Information given: Begin

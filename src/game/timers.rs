//! Cancellable timer queue driven by the arena clock
//!
//! Every deferred action (supply flicker/removal, identity expiry, thrown
//! attachment grace) is an entry here instead of a detached sleep, so the
//! owner decides when timers fire and tests can step time explicitly.

use std::cmp::Reverse;
use std::collections::BinaryHeap;

use hashbrown::HashMap;

/// Handle returned by [`TimerQueue::schedule`], used to cancel an entry
#[derive(Debug, Clone, Copy, PartialEq, Eq, Hash)]
pub struct TimerHandle(u64);

/// Min-heap of `(due_ms, seq)` with lazily deleted cancelled entries
#[derive(Debug)]
pub struct TimerQueue<T> {
    heap: BinaryHeap<Reverse<(u64, u64)>>,
    entries: HashMap<u64, T>,
    next_seq: u64,
}

impl<T> TimerQueue<T> {
    pub fn new() -> Self {
        Self {
            heap: BinaryHeap::new(),
            entries: HashMap::new(),
            next_seq: 0,
        }
    }

    /// Schedule `payload` to fire once the clock reaches `due_ms`
    pub fn schedule(&mut self, due_ms: u64, payload: T) -> TimerHandle {
        let seq = self.next_seq;
        self.next_seq += 1;
        self.heap.push(Reverse((due_ms, seq)));
        self.entries.insert(seq, payload);
        TimerHandle(seq)
    }

    /// Cancel a pending entry. Returns false if it already fired or was cancelled.
    pub fn cancel(&mut self, handle: TimerHandle) -> bool {
        self.entries.remove(&handle.0).is_some()
    }

    /// Whether the entry is still waiting to fire
    pub fn is_pending(&self, handle: TimerHandle) -> bool {
        self.entries.contains_key(&handle.0)
    }

    /// Pop every live entry due at or before `now_ms`, in due order
    pub fn poll(&mut self, now_ms: u64) -> Vec<T> {
        let mut fired = Vec::new();
        while let Some(Reverse((due, seq))) = self.heap.peek().copied() {
            if due > now_ms {
                break;
            }
            self.heap.pop();
            // Cancelled entries were removed from the map; skip their heap slot
            if let Some(payload) = self.entries.remove(&seq) {
                fired.push(payload);
            }
        }

        // Keep the heap from growing without bound under heavy cancellation
        if self.heap.len() > 64 && self.heap.len() > self.entries.len() * 4 {
            let entries = &self.entries;
            self.heap.retain(|Reverse((_, seq))| entries.contains_key(seq));
        }

        fired
    }

    /// Number of live (non-cancelled, not yet fired) entries
    pub fn len(&self) -> usize {
        self.entries.len()
    }

    pub fn is_empty(&self) -> bool {
        self.entries.is_empty()
    }

    /// Due time of the earliest heap slot, cancelled or not
    pub fn next_due(&self) -> Option<u64> {
        self.heap.peek().map(|Reverse((due, _))| *due)
    }
}

impl<T> Default for TimerQueue<T> {
    fn default() -> Self {
        Self::new()
    }
}

#[cfg(test)]
mod tests {
    use super::*;

    #[test]
    fn test_fires_in_due_order() {
        let mut timers = TimerQueue::new();
        timers.schedule(300, "c");
        timers.schedule(100, "a");
        timers.schedule(200, "b");

        assert!(timers.poll(50).is_empty());
        assert_eq!(timers.poll(250), vec!["a", "b"]);
        assert_eq!(timers.poll(1000), vec!["c"]);
        assert!(timers.is_empty());
    }

    #[test]
    fn test_ties_fire_in_schedule_order() {
        let mut timers = TimerQueue::new();
        timers.schedule(100, 1);
        timers.schedule(100, 2);
        timers.schedule(100, 3);

        assert_eq!(timers.poll(100), vec![1, 2, 3]);
    }

    #[test]
    fn test_cancel_is_idempotent() {
        let mut timers = TimerQueue::new();
        let handle = timers.schedule(100, "expire");

        assert!(timers.is_pending(handle));
        assert!(timers.cancel(handle));
        assert!(!timers.cancel(handle));
        assert!(!timers.is_pending(handle));
        assert!(timers.poll(500).is_empty());
    }

    #[test]
    fn test_cancel_after_fire_returns_false() {
        let mut timers = TimerQueue::new();
        let handle = timers.schedule(10, ());
        assert_eq!(timers.poll(10).len(), 1);
        assert!(!timers.cancel(handle));
    }

    #[test]
    fn test_heap_compaction_keeps_live_entries() {
        let mut timers = TimerQueue::new();
        let handles: Vec<_> = (0..200).map(|i| timers.schedule(1_000 + i, i)).collect();
        for handle in &handles[..190] {
            timers.cancel(*handle);
        }

        assert!(timers.poll(0).is_empty());
        assert_eq!(timers.len(), 10);
        let fired = timers.poll(10_000);
        assert_eq!(fired, (190..200).collect::<Vec<_>>());
    }
}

Information given: End

- [About this task] Every entry above must appear again in the reply, exactly as it stands.

- [Answer to this exercise]
filename src/game/timers.rs
//! Cancellable timer queue driven by the arena clock
//!
//! Every deferred action (supply flicker/removal, identity expiry, thrown
//! attachment grace) is an entry here instead of a detached sleep, so the
//! owner decides when timers fire and tests can step time explicitly.

use std::cmp::Reverse;
use std::collections::BinaryHeap;

use hashbrown::HashMap;

/// Handle returned by [`TimerQueue::schedule`], used to cancel an entry
#[derive(Debug, Clone, Copy, PartialEq, Eq, Hash)]
pub struct TimerHandle(u64);

/// Min-heap of `(due_ms, seq)` with lazily deleted cancelled entries
#[derive(Debug)]
pub struct TimerQueue<T> {
    heap: BinaryHeap<Reverse<(u64, u64)>>,
    entries: HashMap<u64, T>,
    next_seq: u64,
}

impl<T> TimerQueue<T> {
    pub fn new() -> Self {
        Self {
            heap: BinaryHeap::new(),
            entries: HashMap::new(),
            next_seq: 0,
        }
    }

    /// Schedule `payload` to fire once the clock reaches `due_ms`
    pub fn schedule(&mut self, due_ms: u64, payload: T) -> TimerHandle {
        let seq = self.next_seq;
        self.next_seq += 1;
        self.heap.push(Reverse((due_ms, seq)));
        self.entries.insert(seq, payload);
        TimerHandle(seq)
    }

    /// Cancel a pending entry. Returns false if it already fired or was cancelled.
    pub fn cancel(&mut self, handle: TimerHandle) -> bool {
        self.entries.remove(&handle.0).is_some()
    }

    /// Whether the entry is still waiting to fire
    pub fn is_pending(&self, handle: TimerHandle) -> bool {
        self.entries.contains_key(&handle.0)
    }

    /// Pop every live entry due at or before `now_ms`, in due order
    pub fn poll(&mut self, now_ms: u64) -> Vec<T> {
        let mut fired = Vec::new();
        while let Some(Reverse((due, seq))) = self.heap.peek().copied() {
            if due > now_ms {
                break;
            }
            self.heap.pop();
            // Cancelled entries were removed from the map; skip their heap slot
            if let Some(payload) = self.entries.remove(&seq) {
                fired.push(payload);
            }
        }

        // Keep the heap from growing without bound under heavy cancellation
        if self.heap.len() > 64 && self.heap.len() > self.entries.len() * 4 {
            let entries = &self.entries;
            self.heap.retain(|Reverse((_, seq))| entries.contains_key(seq));
        }

        fired
    }

    /// Number of live (non-cancelled, not yet fired) entries
    pub fn len(&self) -> usize {
        self.entries.len()
    }

    pub fn is_empty(&self) -> bool {
        self.entries.is_empty()
    }

    /// Due time of the earliest heap slot, cancelled or not
    pub fn next_due(&self) -> Option<u64> {
        self.heap.peek().map(|Reverse((due, _))| *due)
    }
}

impl<T> Default for TimerQueue<T> {
    fn default() -> Self {
        Self::new()
    }
}

#[cfg(test)]
mod tests {
    use super::*;

    #[test]
    fn test_fires_in_due_order() {
        let mut timers = TimerQueue::new();
        timers.schedule(300, "c");
        timers.schedule(100, "a");
        timers.schedule(200, "b");

        assert!(timers.poll(50).is_empty());
        assert_eq!(timers.poll(250), vec!["a", "b"]);
        assert_eq!(timers.poll(1000), vec!["c"]);
        assert!(timers.is_empty());
    }

    #[test]
    fn test_ties_fire_in_schedule_order() {
        let mut timers = TimerQueue::new();
        timers.schedule(100, 1);
        timers.schedule(100, 2);
        timers.schedule(100, 3);

        assert_eq!(timers.poll(100), vec![1, 2, 3]);
    }

    #[test]
    fn test_cancel_is_idempotent() {
        let mut timers = TimerQueue::new();
        let handle = timers.schedule(100, "expire");

        assert!(timers.is_pending(handle));
        assert!(timers.cancel(handle));
        assert!(!timers.cancel(handle));
        assert!(!timers.is_pending(handle));
        assert!(timers.poll(500).is_empty());
    }

    #[test]
    fn test_cancel_after_fire_returns_false() {
        let mut timers = TimerQueue::new();
        let handle = timers.schedule(10, ());
        assert_eq!(timers.poll(10).len(), 1);
        assert!(!timers.cancel(handle));
    }

    #[test]
    fn test_heap_compaction_keeps_live_entries() {
        let mut timers = TimerQueue::new();
        let handles: Vec<_> = (0..200).map(|i| timers.schedule(1_000 + i, i)).collect();
        for handle in &handles[..190] {
            timers.cancel(*handle);
        }

        assert!(timers.poll(0).is_empty());
        assert_eq!(timers.len(), 10);
        let fired = timers.poll(10_000);
        assert_eq!(fired, (190..200).collect::<Vec<_>>());
    }
}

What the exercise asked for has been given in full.